However, the MSRB is concerned that more than half of the instances in which underwriters have not met the time frame of rule G-36(c)(i) resulted from official statements that were reported to have been delivered by issuers more than one business day after closing. Of course, the MSRB has no authority to require that an issuer prepare an official statement or that any official statement that is prepared be delivered to underwriters within a specified time frame. In addition, the SEC excepted those primary offerings that are subject to rule G-36(c)(i) from Rule 15c2-12 and therefore no regulatory framework exists to compel, directly or indirectly, the preparation and delivery of an official statement in such offerings.

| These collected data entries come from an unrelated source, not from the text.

//! Firmware queue and identifier-release commands.
//!
//! Queue context allocation/free is parameterized by queue role; the
//! command wire format stays behind the trait.

use crate::coalesce::HoldoffParams;

/// Role a hardware queue context is created for.
#[derive(Debug, Clone, Copy, PartialEq, Eq)]
pub enum QueueRole {
    /// Ethernet data queues.
    Ethernet,
    /// Per-port control transmit queues.
    Control,
    /// Offload (e.g. iSCSI) queues.
    Offload,
    /// RDMA queues.
    Rdma,
    /// The firmware event queue.
    FwEvent,
}

/// Where a response queue's interrupts are delivered.
#[derive(Debug, Clone, Copy, PartialEq, Eq)]
pub enum IntrDest {
    /// Direct delivery on an MSI-X slot (1-based; slot 0 is non-data).
    Vector(u16),
    /// No own vector; events are forwarded to the queue with this
    /// absolute id (shared-interrupt mode).
    Forwarded(u16),
}

/// Hardware ids assigned to a newly created response queue.
#[derive(Debug, Clone, Copy, PartialEq, Eq)]
pub struct RspqIds {
    /// Absolute (adapter-wide) queue id.
    pub abs_id: u16,
    /// Firmware context id.
    pub cntxt_id: u16,
    /// Context id of the attached free list, when one was requested.
    pub fl_cntxt_id: Option<u16>,
}

/// Firmware command failures during queue setup.
#[derive(Debug, Clone, Copy, PartialEq, Eq)]
pub enum FwError {
    /// Mailbox timed out.
    Timeout,
    /// Firmware rejected the command, or ran out of contexts.
    Rejected,
}

/// Firmware queue context allocation and release.
///
/// Implementations encode these operations as commands over the device
/// [`Mailbox`](crate::hw::mailbox::Mailbox); a mailbox that never
/// answers surfaces as [`FwError::Timeout`], a device-side refusal as
/// [`FwError::Rejected`].
pub trait FwQueueOps {
    /// Create a response queue (+ optional free list) for `role` on `port`.
    ///
    /// `holdoff` is the interrupt-coalescing state to program at creation.
    fn alloc_rspq(
        &self,
        role: QueueRole,
        port: usize,
        intr: IntrDest,
        size: u16,
        fl_size: Option<u16>,
        holdoff: HoldoffParams,
    ) -> Result<RspqIds, FwError>;

    /// Create a transmit queue bound to the firmware event queue's
    /// context (completions are reported there).
    ///
    /// For [`QueueRole::Control`] queues, `cmpl_cntxt_id` carries the
    /// context id of the port's RDMA response queue, or 0 when the
    /// device has none.
    fn alloc_txq(
        &self,
        role: QueueRole,
        port: usize,
        size: u16,
        fwevt_cntxt_id: u16,
        cmpl_cntxt_id: u16,
    ) -> Result<u16, FwError>;

    /// Free a response queue and its free list, if any.
    fn free_rspq(&self, cntxt_id: u16, fl_cntxt_id: Option<u16>);

    /// Free a transmit queue.
    fn free_txq(&self, role: QueueRole, cntxt_id: u16);

    /// Update a live response queue's interrupt packet-count threshold
    /// index.
    fn set_intr_pktcnt(&self, cntxt_id: u16, pktcnt_idx: u8) -> Result<(), FwError>;
}

/// Message-buffer allocation failed in a context that must not block.
#[derive(Debug, Clone, Copy, PartialEq, Eq)]
pub struct TransientFailure;

/// Transmission of TID release notifications to firmware.
pub trait TidReleaseSender {
    /// Build and send one release notification for `tid` on offload
    /// channel `chan`.
    ///
    /// # Contract
    /// - MUST NOT block: under memory pressure the message buffer
    ///   allocation fails with [`TransientFailure`] instead
    /// - On `Ok` the notification is queued to hardware exactly once
    fn try_send_tid_release(&self, chan: u8, tid: u32) -> Result<(), TransientFailure>;
}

The MSRB notes that in approximately 36% of the offerings subject to rule G-36(c)(i), the number of business days between the sale date and the business day following closing is less than ten. As a result, for these offerings, the requirement in rule G-36(c)(i) that the underwriter send the official statement to the MSRB within one business day after the bond closing provides the underwriter with less time to comply with its official statement submission requirement than the 10 business day outside time frame of rule G-36(b)(i), were such time frame applicable to these offerings.9 At the same time, however, issuers in these offerings generally have not contracted with underwriters to deliver official statements within seven business days of the sale date, as provided in section (b)(3) of Rule 15c2-12, since such offerings are exempt from that Rule. Thus, in more than one-third of all offerings subject to rule G-36(c)(i), underwriters are required to act more quickly than they would under rule G-36(b)(i) even though there is no concomitant obligation on the part of issuers to deliver an official statement within any particular time frame.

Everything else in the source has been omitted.